*ACTIVITY:*
Output, word for word, the lines of this listing that fall between the line with "pub fn decode(raw: u32, fat_type: FatType)" and the line with "pub fn encode(self, fat_type: FatType)", counting both of those lines, and no others.

*INPUT FOR THIS TASK:*
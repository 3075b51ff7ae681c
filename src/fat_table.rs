//! Gestion de la table FAT

use alloc::vec::Vec;
use byteorder::{ByteOrder, LittleEndian};

use crate::{BlockDevice, Error, FatType, Result, SectorCache, Volume};

/// Valeur décodée d'une entrée de FAT
#[derive(Debug, Clone, Copy, PartialEq, Eq)]
pub enum FatEntry {
    Free,
    Next(u32),
    Bad,
    EndOfChain,
    /// Valeur 1, jamais valide dans une chaîne
    Reserved,
}

impl FatEntry {
    pub fn decode(raw: u32, fat_type: FatType) -> Self {
        let (bad, eoc) = match fat_type {
            FatType::Fat12 => (0xFF7, 0xFF8),
            FatType::Fat16 => (0xFFF7, 0xFFF8),
            FatType::Fat32 => (0x0FFF_FFF7, 0x0FFF_FFF8),
        };
        match raw {
            0 => Self::Free,
            1 => Self::Reserved,
            r if r == bad => Self::Bad,
            r if r >= eoc => Self::EndOfChain,
            r => Self::Next(r),
        }
    }

    pub fn encode(self, fat_type: FatType) -> u32 {
        let mask = match fat_type {
            FatType::Fat12 => 0xFFF,
            FatType::Fat16 => 0xFFFF,
            FatType::Fat32 => 0x0FFF_FFFF,
        };
        match self {
            Self::Free => 0,
            Self::Reserved => 1,
            Self::Next(n) => n & mask,
            Self::Bad => mask - 8,
            Self::EndOfChain => mask,
        }
    }
}

/// Lit l'entrée paire (`odd == false`) ou impaire d'une paire FAT12
/// stockée sur 3 octets.
pub fn unpack12(window: &[u8; 3], odd: bool) -> u16 {
    if odd {
        (window[1] >> 4) as u16 | (window[2] as u16) << 4
    } else {
        window[0] as u16 | ((window[1] & 0x0f) as u16) << 8
    }
}

/// Écrit une entrée FAT12 sans toucher à sa voisine
pub fn pack12(window: &mut [u8; 3], odd: bool, value: u16) {
    let value = value & 0x0fff;
    if odd {
        window[1] = (window[1] & 0x0f) | ((value << 4) as u8 & 0xf0);
        window[2] = (value >> 4) as u8;
    } else {
        window[0] = value as u8;
        window[1] = (window[1] & 0xf0) | ((value >> 8) as u8 & 0x0f);
    }
}

/// Accès à la FAT à travers le tampon de secteur du volume
pub struct FatTable<'a, D: BlockDevice> {
    cache: &'a mut SectorCache<D>,
    volume: &'a mut Volume,
}

impl<'a, D: BlockDevice> FatTable<'a, D> {
    pub fn new(cache: &'a mut SectorCache<D>, volume: &'a mut Volume) -> Self {
        Self { cache, volume }
    }

    fn fat_bytes(&self) -> u32 {
        self.volume.sectors_per_fat * self.volume.bytes_per_sector
    }

    fn read_raw(&mut self, base: u32, cluster: u32) -> Result<u32> {
        match self.volume.fat_type {
            FatType::Fat12 => {
                let mut window = [0u8; 3];
                let offset = (cluster / 2) * 3;
                let len = (self.fat_bytes() - offset).min(3) as usize;
                self.cache.read_bytes(base, offset, &mut window[..len])?;
                Ok(unpack12(&window, cluster & 1 == 1) as u32)
            }
            FatType::Fat16 => {
                let mut bytes = [0u8; 2];
                self.cache.read_bytes(base, cluster * 2, &mut bytes)?;
                Ok(LittleEndian::read_u16(&bytes) as u32)
            }
            FatType::Fat32 => {
                let mut bytes = [0u8; 4];
                self.cache.read_bytes(base, cluster * 4, &mut bytes)?;
                // Seulement 28 bits utilisés
                Ok(LittleEndian::read_u32(&bytes) & 0x0FFF_FFFF)
            }
        }
    }

    fn write_raw(&mut self, base: u32, cluster: u32, value: u32) -> Result<()> {
        match self.volume.fat_type {
            FatType::Fat12 => {
                let mut window = [0u8; 3];
                let offset = (cluster / 2) * 3;
                let len = (self.fat_bytes() - offset).min(3) as usize;
                self.cache.read_bytes(base, offset, &mut window[..len])?;
                pack12(&mut window, cluster & 1 == 1, value as u16);
                self.cache.write_bytes(base, offset, &window[..len])
            }
            FatType::Fat16 => {
                let mut bytes = [0u8; 2];
                LittleEndian::write_u16(&mut bytes, value as u16);
                self.cache.write_bytes(base, cluster * 2, &bytes)
            }
            FatType::Fat32 => {
                let mut bytes = [0u8; 4];
                self.cache.read_bytes(base, cluster * 4, &mut bytes)?;
                // les 4 bits de poids fort sont réservés et conservés
                let old = LittleEndian::read_u32(&bytes);
                LittleEndian::write_u32(&mut bytes, (old & 0xF000_0000) | (value & 0x0FFF_FFFF));
                self.cache.write_bytes(base, cluster * 4, &bytes)
            }
        }
    }

    fn fat_base(&self, index: u8) -> u32 {
        self.volume.fat_start + index as u32 * self.volume.sectors_per_fat
    }

    /// Lire l'entrée d'un cluster (dans la FAT active)
    pub fn entry(&mut self, cluster: u32) -> Result<FatEntry> {
        if cluster > self.volume.max_cluster() {
            return Err(Error::InvalidCluster);
        }
        let base = self.fat_base(self.volume.active_fat.unwrap_or(0));
        let raw = self.read_raw(base, cluster)?;
        Ok(FatEntry::decode(raw, self.volume.fat_type))
    }

    /// Écrire une entrée dans chaque copie de la FAT. Toutes les copies sont
    /// tentées, la première erreur est rendue sans retour arrière.
    pub fn set_entry(&mut self, cluster: u32, entry: FatEntry) -> Result<()> {
        if !self.volume.is_data_cluster(cluster) {
            return Err(Error::InvalidCluster);
        }
        let value = entry.encode(self.volume.fat_type);

        let mut result = Ok(());
        for index in 0..self.volume.fat_count {
            if self.volume.active_fat.is_some_and(|active| active != index) {
                continue;
            }
            let base = self.fat_base(index);
            if let Err(e) = self.write_raw(base, cluster, value) {
                log::warn!("écriture de la FAT {} échouée pour le cluster {}: {}", index, cluster, e);
                if result.is_ok() {
                    result = Err(e);
                }
            }
        }
        result
    }

    /// Obtenir le cluster suivant dans la chaîne, `None` en fin de chaîne
    pub fn next_cluster(&mut self, cluster: u32) -> Result<Option<u32>> {
        // Les clusters commencent à 2
        if !self.volume.is_data_cluster(cluster) {
            return Err(Error::InvalidCluster);
        }

        match self.entry(cluster)? {
            FatEntry::Next(next) if self.volume.is_data_cluster(next) => Ok(Some(next)),
            FatEntry::EndOfChain => Ok(None),
            other => {
                log::warn!("chaîne corrompue: cluster {} -> {:?}", cluster, other);
                Err(Error::CorruptChain)
            }
        }
    }

    /// Obtenir tous les clusters d'une chaîne
    pub fn cluster_chain(&mut self, start_cluster: u32) -> Result<Vec<u32>> {
        let mut chain = Vec::new();
        let mut current = start_cluster;

        loop {
            // une chaîne plus longue que le volume boucle forcément
            if chain.len() as u32 >= self.volume.cluster_count {
                return Err(Error::CorruptChain);
            }
            chain.push(current);

            match self.next_cluster(current)? {
                Some(next) => current = next,
                None => break,
            }
        }

        Ok(chain)
    }

    /// Réserve un cluster libre et l'accroche derrière `previous`.
    ///
    /// La recherche part de l'indice mémorisé et reboucle sur le cluster 2.
    /// Le nouveau cluster est marqué fin de chaîne avant que `previous` ne
    /// pointe dessus.
    pub fn allocate_cluster(&mut self, previous: Option<u32>) -> Result<u32> {
        let max = self.volume.max_cluster();
        let start = match self.volume.next_free {
            hint if self.volume.is_data_cluster(hint) => hint,
            _ => 2,
        };

        let mut cluster = start;
        loop {
            if self.entry(cluster)? == FatEntry::Free {
                self.set_entry(cluster, FatEntry::EndOfChain)?;
                if let Some(previous) = previous {
                    self.set_entry(previous, FatEntry::Next(cluster))?;
                }

                self.volume.set_next_free(cluster + 1);
                if let Some(free) = self.volume.free_clusters {
                    self.volume.set_free_clusters(free.saturating_sub(1));
                }
                log::trace!("cluster {} alloué", cluster);
                return Ok(cluster);
            }

            cluster = if cluster >= max { 2 } else { cluster + 1 };
            if cluster == start {
                break;
            }
        }

        self.volume.set_free_clusters(0);
        Err(Error::NoSpace)
    }

    /// Libère toute une chaîne. S'arrête sur un cluster déjà libre ou sur la
    /// fin de chaîne ; rend le nombre de clusters libérés.
    pub fn free_chain(&mut self, start_cluster: u32) -> Result<u32> {
        let mut cluster = start_cluster;
        let mut freed = 0;

        while self.volume.is_data_cluster(cluster) && freed < self.volume.cluster_count {
            let entry = self.entry(cluster)?;
            if entry == FatEntry::Free {
                break;
            }
            self.set_entry(cluster, FatEntry::Free)?;
            freed += 1;

            match entry {
                FatEntry::Next(next) => cluster = next,
                _ => break,
            }
        }

        if let Some(free) = self.volume.free_clusters {
            let free = (free + freed).min(self.volume.cluster_count);
            self.volume.set_free_clusters(free);
        }
        Ok(freed)
    }

    /// Coupe la chaîne après `cluster` et libère la suite
    pub fn truncate_after(&mut self, cluster: u32) -> Result<u32> {
        let entry = self.entry(cluster)?;
        self.set_entry(cluster, FatEntry::EndOfChain)?;
        match entry {
            FatEntry::Next(next) => self.free_chain(next),
            _ => Ok(0),
        }
    }

    /// Compte réellement les clusters libres et met à jour le compteur
    pub fn rescan_free_clusters(&mut self) -> Result<u32> {
        let mut free = 0;
        for cluster in 2..=self.volume.max_cluster() {
            if self.entry(cluster)? == FatEntry::Free {
                free += 1;
            }
        }
        self.volume.set_free_clusters(free);
        Ok(free)
    }
}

*YOUR RESPONSE:*
    pub fn decode(raw: u32, fat_type: FatType) -> Self {
        let (bad, eoc) = match fat_type {
            FatType::Fat12 => (0xFF7, 0xFF8),
            FatType::Fat16 => (0xFFF7, 0xFFF8),
            FatType::Fat32 => (0x0FFF_FFF7, 0x0FFF_FFF8),
        };
        match raw {
            0 => Self::Free,
            1 => Self::Reserved,
            r if r == bad => Self::Bad,
            r if r >= eoc => Self::EndOfChain,
            r => Self::Next(r),
        }
    }

    pub fn encode(self, fat_type: FatType) -> u32 {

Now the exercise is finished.